I cittadini dei villaggi periferici di Massa S.Giovanni, Massa Santa Lucia, Massa S. Giorgio, Castanea, Acqualadrone, Spartà, San Saba, Piano Torre, Rodia, Salice, Ortoliuzzo e Gesso (circa 8000 in totale), chiedono un’amministrazione autonoma rispetto a quella di Palazzo Zanca che, evidentemente, non riesce ad ascoltare esigenze e bisogni della periferia più a nord della città. Da qui l’osservazione dei due esponenti del Partito Democratcio che ora più che mia considerano necessario adottare la scelta di affidare il governo del territorio, con poteri esecutivi, alle circoscrizioni: “Non si tratta solo di un doveroso adempimento amministrativo, adesso ancor più doveroso visto quanto prescritto dalla legge regionale n. 22/2008, ma un passaggio obbligato per il governo di una grande città”.

Le municipalità, sostengono Hyerace e Grioli, svolgono un ruolo importantissimo ed efficace nella gestione dei piccoli problemi quotidinai, dalla manutenzione del verde a quella delle strade: “Decentrare quote di potere – affermano – dotarle di poteri esecutivi e uffici tecnici, rende più snella ed efficace l’operato dell’amministrazione”. L’esatto contrario di quanto invece avviene oggi, poiché alle Muncipalità appartengono compiti squisitamente d’indirizzo mentre i compiti attuativi sono propri della dirigenza dell’apparato centrale Comunale: “E ciò – spiegano gli esponenti del Pd – inevitabilmente determina uno svuotamento di funzioni e confusione di ruoli”.

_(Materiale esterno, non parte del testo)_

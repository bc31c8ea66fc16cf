use std::sync::LazyLock;

use regex::Regex;

use crate::catalog::normalizer::guess_multiplier;
use crate::catalog::{CatalogSnapshot, Material};
use crate::metrics;
use crate::pricing::models::{PriceEstimate, PricingBranch, QualityTier};

/// Base rate per cm³ for filament printing, ₽
pub const BASE_RATE_PER_CM3: f64 = 35.0;
/// Photopolymer density, g/cm³
pub const RESIN_DENSITY: f64 = 1.1;
/// Resin price per gram, ₽
pub const RESIN_PRICE_PER_GRAM: f64 = 65.0;

static RESIN_RE: LazyLock<Regex> =
    LazyLock::new(|| Regex::new(r"(?i)resin|смола|sla").unwrap());

/// Whether a material is priced by resin weight
pub fn is_resin(material: &Material) -> bool {
    RESIN_RE.is_match(&format!("{} {}", material.name, material.tech))
}

/// Material multiplier, falling back to keywords when the material has none
pub fn material_multiplier(material: &Material) -> f64 {
    if material.multiplier.is_finite() && material.multiplier > 0.0 {
        material.multiplier
    } else {
        guess_multiplier(&format!("{} {} {}", material.name, material.tech, material.tag))
    }
}

/// Estimated price in whole roubles.
///
/// Resin ignores both the material multiplier and the quality tier.
pub fn estimate_price(volume_cm3: f64, material: &Material, quality: QualityTier) -> u64 {
    let (price, _) = estimate_with_branch(volume_cm3, material, quality);
    price
}

fn estimate_with_branch(
    volume_cm3: f64,
    material: &Material,
    quality: QualityTier,
) -> (u64, PricingBranch) {
    let volume = if volume_cm3.is_finite() && volume_cm3 > 0.0 {
        volume_cm3
    } else {
        0.0
    };

    if is_resin(material) {
        let grams = volume * RESIN_DENSITY;
        return ((grams * RESIN_PRICE_PER_GRAM).round() as u64, PricingBranch::Resin);
    }

    let raw = volume * BASE_RATE_PER_CM3 * material_multiplier(material) * quality.multiplier();
    (raw.round() as u64, PricingBranch::Volume)
}

/// Price a material picked by name from the catalog.
///
/// Names missing from the catalog are priced as a bare material whose
/// multiplier comes from keywords in the name.
pub fn estimate_for(
    snapshot: &CatalogSnapshot,
    material_name: &str,
    volume_cm3: f64,
    quality: QualityTier,
) -> PriceEstimate {
    let material = snapshot
        .find(material_name)
        .cloned()
        .unwrap_or_else(|| Material::new(material_name, "", "", 0.0));

    let (price, branch) = estimate_with_branch(volume_cm3, &material, quality);
    metrics::record_estimate(branch.as_str());

    PriceEstimate {
        material: material.name,
        quality,
        volume_cm3,
        branch,
        price,
    }
}

#[cfg(test)]
mod tests {
    use super::*;
    use crate::catalog::fallback_materials;

    fn petg() -> Material {
        Material::new("PETG", "FFF", "визуал/декор", 1.0)
    }

    #[test]
    fn test_volume_formula() {
        assert_eq!(estimate_price(250.0, &petg(), QualityTier::Std), 8750);
        assert_eq!(estimate_price(100.0, &petg(), QualityTier::Draft), 2625);
        let pa_cf = Material::new("PA+CF", "FFF", "", 2.1);
        assert_eq!(estimate_price(10.0, &pa_cf, QualityTier::Hd), 992);
    }

    #[test]
    fn test_resin_ignores_quality_and_multiplier() {
        let resin = Material::new("Resin Tough", "SLA", "смола", 1.8);
        for volume in [10.0, 250.0, 1234.0, 2000.0] {
            let expected = (volume * 1.1 * 65.0_f64).round() as u64;
            for quality in [QualityTier::Draft, QualityTier::Std, QualityTier::Hd] {
                assert_eq!(estimate_price(volume, &resin, quality), expected);
            }
        }
    }

    #[test]
    fn test_resin_detected_by_tech_or_cyrillic_name() {
        assert!(is_resin(&Material::new("Tough", "SLA", "", 1.0)));
        assert!(is_resin(&Material::new("Смола Basic", "", "", 1.0)));
        assert!(!is_resin(&Material::new("PETG", "FFF", "смола", 1.0)));
    }

    #[test]
    fn test_missing_multiplier_uses_keywords() {
        let tpu = Material::new("TPU", "FFF", "", 0.0);
        assert_eq!(material_multiplier(&tpu), 1.6);
        assert_eq!(estimate_price(100.0, &tpu, QualityTier::Std), 5600);
    }

    #[test]
    fn test_negative_or_nan_volume_is_zero() {
        assert_eq!(estimate_price(-5.0, &petg(), QualityTier::Hd), 0);
        assert_eq!(estimate_price(f64::NAN, &petg(), QualityTier::Std), 0);
    }

    #[test]
    fn test_estimate_for_known_and_unknown_names() {
        let snapshot = CatalogSnapshot::new(fallback_materials(), crate::catalog::CatalogSource::Fallback);

        let known = estimate_for(&snapshot, "ASA", 100.0, QualityTier::Std);
        assert_eq!(known.price, 4200);
        assert_eq!(known.branch, PricingBranch::Volume);

        let unknown = estimate_for(&snapshot, "ABS Pro", 100.0, QualityTier::Std);
        assert_eq!(unknown.price, 4025);

        let resin = estimate_for(&snapshot, "Resin Tough", 100.0, QualityTier::Hd);
        assert_eq!(resin.branch, PricingBranch::Resin);
        assert_eq!(resin.price, 7150);
    }
}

Per Hyerace e Grioli da questo momento in poi si rende dunque necessaria una riflessione, da parte dell’amministrazione, sul ruolo che la politica vuole assegnare agli organi di decentramento. “La concentrazione di troppi poteri nelle mani del sindaco determina lo svuotamento dei poteri degli enti decentrati ed anche del Consiglio Comunale e della Giunta. Questo deficit di democrazia che propone il nuovo centralismo del modello Buzzanca determina l’abbandono delle periferie, l’assenza di strumenti alle circoscrizioni che consentirebbe ad esse di rispondere alle istanze dei territori”.